(Beginning of SUPPLIED INFORMATION)
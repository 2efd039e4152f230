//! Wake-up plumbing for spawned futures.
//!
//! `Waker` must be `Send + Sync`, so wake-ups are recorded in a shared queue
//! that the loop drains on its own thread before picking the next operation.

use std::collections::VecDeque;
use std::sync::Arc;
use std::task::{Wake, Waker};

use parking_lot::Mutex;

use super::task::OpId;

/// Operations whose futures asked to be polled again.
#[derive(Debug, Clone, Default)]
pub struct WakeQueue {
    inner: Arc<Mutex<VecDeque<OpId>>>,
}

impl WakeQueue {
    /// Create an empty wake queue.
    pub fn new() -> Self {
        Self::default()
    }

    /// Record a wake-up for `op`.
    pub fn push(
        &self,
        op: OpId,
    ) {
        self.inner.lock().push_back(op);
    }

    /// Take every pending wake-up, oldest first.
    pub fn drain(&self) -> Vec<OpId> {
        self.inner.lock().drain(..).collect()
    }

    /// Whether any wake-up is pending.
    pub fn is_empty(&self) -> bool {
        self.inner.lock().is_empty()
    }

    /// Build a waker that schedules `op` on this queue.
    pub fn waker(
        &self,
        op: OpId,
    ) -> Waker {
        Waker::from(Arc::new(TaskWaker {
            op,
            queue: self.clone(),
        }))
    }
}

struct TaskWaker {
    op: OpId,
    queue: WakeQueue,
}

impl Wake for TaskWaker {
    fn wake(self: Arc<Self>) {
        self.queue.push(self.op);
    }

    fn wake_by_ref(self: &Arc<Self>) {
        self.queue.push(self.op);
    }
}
(End of SUPPLIED INFORMATION)
EXERCISE REQUIREMENTS - The listing above has to be written out again in full, exactly as shown.

SOLUTION TO THIS PROBLEM -
repository 2efd039e4152f230
//! Wake-up plumbing for spawned futures.
//!
//! `Waker` must be `Send + Sync`, so wake-ups are recorded in a shared queue
//! that the loop drains on its own thread before picking the next operation.

use std::collections::VecDeque;
use std::sync::Arc;
use std::task::{Wake, Waker};

use parking_lot::Mutex;

use super::task::OpId;

/// Operations whose futures asked to be polled again.
#[derive(Debug, Clone, Default)]
pub struct WakeQueue {
    inner: Arc<Mutex<VecDeque<OpId>>>,
}

impl WakeQueue {
    /// Create an empty wake queue.
    pub fn new() -> Self {
        Self::default()
    }

    /// Record a wake-up for `op`.
    pub fn push(
        &self,
        op: OpId,
    ) {
        self.inner.lock().push_back(op);
    }

    /// Take every pending wake-up, oldest first.
    pub fn drain(&self) -> Vec<OpId> {
        self.inner.lock().drain(..).collect()
    }

    /// Whether any wake-up is pending.
    pub fn is_empty(&self) -> bool {
        self.inner.lock().is_empty()
    }

    /// Build a waker that schedules `op` on this queue.
    pub fn waker(
        &self,
        op: OpId,
    ) -> Waker {
        Waker::from(Arc::new(TaskWaker {
            op,
            queue: self.clone(),
        }))
    }
}

struct TaskWaker {
    op: OpId,
    queue: WakeQueue,
}

impl Wake for TaskWaker {
    fn wake(self: Arc<Self>) {
        self.queue.push(self.op);
    }

    fn wake_by_ref(self: &Arc<Self>) {
        self.queue.push(self.op);
    }
}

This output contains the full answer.